Reference Electrode (RE)
The Reference electrode is the electrode with a fixed, known potential, against which the applied potential is measured. The characteristics of the reference electrode are that it should be stable during the measurement and allow for the focus to be on changes at the working or sample electrode.
Counter (or Auxiliary) Electrode (CE)
The counter or auxiliary electrode completes the circuit and allows current to flow into the cell for the electrochemical reaction of interest. It should also be composed of an inert material with a larger area than the working electrode. A larger area is ideal, although not required, to minimize the voltage drop at the counter electrode. Examples of counter electrodes are coiled platinum wires or platinum gauzes.
The electrolyte solution used in experiments is an important component of the electrochemical system. The electrolyte solution consists of several ingredients, including the electrolyte salt and the solvent.
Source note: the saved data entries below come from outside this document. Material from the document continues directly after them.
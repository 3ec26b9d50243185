//! Reference numeric predictor: bag-of-embeddings context fed to a softmax head.
//!
//! The context vector is the mean embedding of the non-padding positions of
//! the window. Training is plain mini-batch SGD on cross-entropy.

use crate::predictor::{
    EpochMetrics, FitConfig, PredictorRuntime, PredictorShape, SequencePredictor,
    TrainingMetrics,
};
use crate::weights::NeuralWeights;
use anyhow::{bail, ensure, Result};
use ndarray::linalg::general_mat_mul;
use ndarray::{Array1, Array2, Axis};
use std::collections::HashMap;
use std::path::Path;
use tracing::{debug, info};
use wordforge_vocab::{Dataset, PAD};

#[derive(Debug, Clone)]
pub struct NeuralPredictor {
    shape: PredictorShape,
    weights: NeuralWeights,
    learning_rate: f32,
    rng: fastrand::Rng,
}

struct Forward {
    context: Array1<f32>,
    positions: Vec<usize>,
    probs: Array1<f32>,
}

#[derive(Default)]
struct Tally {
    loss: f64,
    correct: usize,
    seen: usize,
}

impl Tally {
    fn record(&mut self, probs: &Array1<f32>, label: usize) {
        self.loss -= f64::from(probs[label].max(1e-12)).ln();
        if argmax(probs) == label {
            self.correct += 1;
        }
        self.seen += 1;
    }

    fn loss(&self) -> f32 {
        (self.loss / self.seen.max(1) as f64) as f32
    }

    fn accuracy(&self) -> f32 {
        self.correct as f32 / self.seen.max(1) as f32
    }
}

impl NeuralPredictor {
    pub fn new(shape: PredictorShape, learning_rate: f32, mut rng: fastrand::Rng) -> Self {
        let weights = NeuralWeights::random(&shape, &mut rng);
        Self::from_weights(shape, weights, learning_rate, rng)
    }

    pub fn from_weights(
        shape: PredictorShape,
        weights: NeuralWeights,
        learning_rate: f32,
        rng: fastrand::Rng,
    ) -> Self {
        Self {
            shape,
            weights,
            learning_rate,
            rng,
        }
    }

    pub fn weights(&self) -> &NeuralWeights {
        &self.weights
    }

    fn validate_window(&self, window: &[usize]) -> Result<()> {
        ensure!(
            window.len() == self.shape.max_sequence_length,
            "window has {} ids, predictor expects {}",
            window.len(),
            self.shape.max_sequence_length
        );
        if let Some(&id) = window.iter().find(|&&id| id >= self.shape.vocab_capacity) {
            bail!(
                "token id {} outside vocabulary capacity {}",
                id,
                self.shape.vocab_capacity
            );
        }
        Ok(())
    }

    fn forward(&self, window: &[usize]) -> Forward {
        let positions: Vec<usize> = window.iter().copied().filter(|&id| id != PAD).collect();

        let mut context = Array1::<f32>::zeros(self.shape.embedding_dim);
        for &id in &positions {
            context += &self.weights.embedding.row(id);
        }
        if !positions.is_empty() {
            context /= positions.len() as f32;
        }

        let mut logits = context.dot(&self.weights.head_weight);
        logits += &self.weights.head_bias.row(0);
        let max = logits.iter().cloned().fold(f32::NEG_INFINITY, f32::max);
        logits.mapv_inplace(|x| (x - max).exp());
        let sum = logits.sum();
        logits /= sum.max(f32::EPSILON);

        Forward {
            context,
            positions,
            probs: logits,
        }
    }

    fn train_batch(&mut self, dataset: &Dataset, batch: &[usize], tally: &mut Tally) {
        let (vocab, dim) = (self.shape.vocab_capacity, self.shape.embedding_dim);
        let mut grad_head = Array2::<f32>::zeros((dim, vocab));
        let mut grad_bias = Array1::<f32>::zeros(vocab);
        let mut grad_embedding: HashMap<usize, Array1<f32>> = HashMap::new();

        for &idx in batch {
            let label = dataset.labels[idx];
            let Forward {
                context,
                positions,
                probs,
            } = self.forward(&dataset.windows[idx]);
            tally.record(&probs, label);

            let mut delta = probs;
            delta[label] -= 1.0;

            let context_col = context.view().insert_axis(Axis(1));
            let delta_row = delta.view().insert_axis(Axis(0));
            general_mat_mul(1.0, &context_col, &delta_row, 1.0, &mut grad_head);
            grad_bias += &delta;

            if positions.is_empty() {
                continue;
            }
            let mut grad_context = self.weights.head_weight.dot(&delta);
            grad_context /= positions.len() as f32;
            for id in positions {
                grad_embedding
                    .entry(id)
                    .and_modify(|g| *g += &grad_context)
                    .or_insert_with(|| grad_context.clone());
            }
        }

        let step = self.learning_rate / batch.len() as f32;
        self.weights.head_weight.scaled_add(-step, &grad_head);
        self.weights
            .head_bias
            .row_mut(0)
            .scaled_add(-step, &grad_bias);
        for (id, grad) in grad_embedding {
            self.weights.embedding.row_mut(id).scaled_add(-step, &grad);
        }
    }
}

impl SequencePredictor for NeuralPredictor {
    fn name(&self) -> &'static str {
        "neural"
    }

    fn shape(&self) -> &PredictorShape {
        &self.shape
    }

    fn predict(&self, window: &[usize]) -> Result<Vec<f32>> {
        self.validate_window(window)?;
        Ok(self.forward(window).probs.to_vec())
    }

    fn fit(&mut self, dataset: &Dataset, config: &FitConfig) -> Result<TrainingMetrics> {
        ensure!(
            dataset.windows.len() == dataset.labels.len(),
            "{} windows but {} labels",
            dataset.windows.len(),
            dataset.labels.len()
        );
        ensure!(
            (0.0..1.0).contains(&config.validation_split),
            "validation split {} must be in [0, 1)",
            config.validation_split
        );
        for (window, &label) in dataset.windows.iter().zip(&dataset.labels) {
            self.validate_window(window)?;
            ensure!(
                label < self.shape.vocab_capacity,
                "label {} outside vocabulary capacity {}",
                label,
                self.shape.vocab_capacity
            );
        }

        let total = dataset.len();
        let held_out = (total as f32 * config.validation_split) as usize;
        let train_len = total - held_out;
        if train_len == 0 {
            bail!("no training examples ({} total, {} held out)", total, held_out);
        }

        let batch_size = config.batch_size.max(1);
        let mut order: Vec<usize> = (0..train_len).collect();
        let mut metrics = TrainingMetrics::default();

        for epoch in 1..=config.epochs {
            self.rng.shuffle(&mut order);

            let mut train = Tally::default();
            for batch in order.chunks(batch_size) {
                self.train_batch(dataset, batch, &mut train);
            }

            let (val_loss, val_accuracy) = if held_out > 0 {
                let mut val = Tally::default();
                for idx in train_len..total {
                    val.record(&self.forward(&dataset.windows[idx]).probs, dataset.labels[idx]);
                }
                (Some(val.loss()), Some(val.accuracy()))
            } else {
                (None, None)
            };

            let epoch_metrics = EpochMetrics {
                epoch,
                loss: train.loss(),
                accuracy: train.accuracy(),
                val_loss,
                val_accuracy,
            };
            info!(
                epoch,
                loss = epoch_metrics.loss,
                accuracy = epoch_metrics.accuracy,
                val_loss = ?epoch_metrics.val_loss,
                "epoch finished"
            );
            metrics.history.push(epoch_metrics);
        }

        debug!(examples = total, held_out, "fit completed");
        Ok(metrics)
    }

    fn save(&self, path: &Path) -> Result<()> {
        self.weights.save_safetensors(path)
    }

    fn clone_box(&self) -> Box<dyn SequencePredictor> {
        Box::new(self.clone())
    }
}

fn argmax(values: &Array1<f32>) -> usize {
    values
        .iter()
        .enumerate()
        .fold((0, f32::NEG_INFINITY), |best, (idx, &value)| {
            if value > best.1 {
                (idx, value)
            } else {
                best
            }
        })
        .0
}

/// Runtime producing [`NeuralPredictor`]s.
#[derive(Debug, Clone)]
pub struct NeuralRuntime {
    pub learning_rate: f32,
    /// Seed for weight initialisation and shuffling; entropy when `None`.
    pub seed: Option<u64>,
}

impl NeuralRuntime {
    pub fn new(learning_rate: f32, seed: Option<u64>) -> Self {
        Self {
            learning_rate,
            seed,
        }
    }

    fn rng(&self) -> fastrand::Rng {
        self.seed
            .map(fastrand::Rng::with_seed)
            .unwrap_or_else(fastrand::Rng::new)
    }
}

impl Default for NeuralRuntime {
    fn default() -> Self {
        Self::new(0.05, None)
    }
}

impl PredictorRuntime for NeuralRuntime {
    fn create(&self, shape: &PredictorShape) -> Result<Box<dyn SequencePredictor>> {
        ensure!(
            shape.vocab_capacity > 0 && shape.embedding_dim > 0,
            "degenerate predictor shape {:?}",
            shape
        );
        Ok(Box::new(NeuralPredictor::new(
            *shape,
            self.learning_rate,
            self.rng(),
        )))
    }

    fn load(&self, path: &Path, shape: &PredictorShape) -> Result<Box<dyn SequencePredictor>> {
        let weights = NeuralWeights::load_safetensors(path, shape)?;
        Ok(Box::new(NeuralPredictor::from_weights(
            *shape,
            weights,
            self.learning_rate,
            self.rng(),
        )))
    }
}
The ideal properties of the electrolyte solution are chemical and electrochemical inertness in the proposed experiment, with good conductivity.
The modes of transport of the reactants in an electrochemical cell are diffusion, migration, and convection. To simplify the understanding of the electrochemical system, migration, and convection are undesirable and should be mitigated. Migration is mitigated by having a high concentration of electrolyte salt relative to the reactant, and convection is mitigated by controlling the experimental timescale as well as eliminating stirring and vibrations.
Physical electrochemistry is a branch of electrochemistry that focuses on the study of the fundamental physical principles underlying electrochemical processes. It deals with the relationship between electrical and chemical phenomena, providing insights into the mechanisms, kinetics, and thermodynamics of reactions occurring at the interfaces between conductive materials and electrolytes.
An understanding of the behavior of the electrode-electrolyte interface is fundamental as this is where charge transfer and mass transport interplay. This interplay governs electrochemical reactions, and it is crucial to elucidate the factors affecting the structure and composition of the interface to improve electrochemical processes. In particular, both the electrochemical kinetics and thermodynamics yield information about the speed and direction of electrochemical reactions through an understanding of the Butler-Volmer relationship, and the Nernst equation, respectively.
Physical electrochemistry has numerous practical applications, including battery and fuel cell development, electroplating, sensor technology, and electrochemical machining.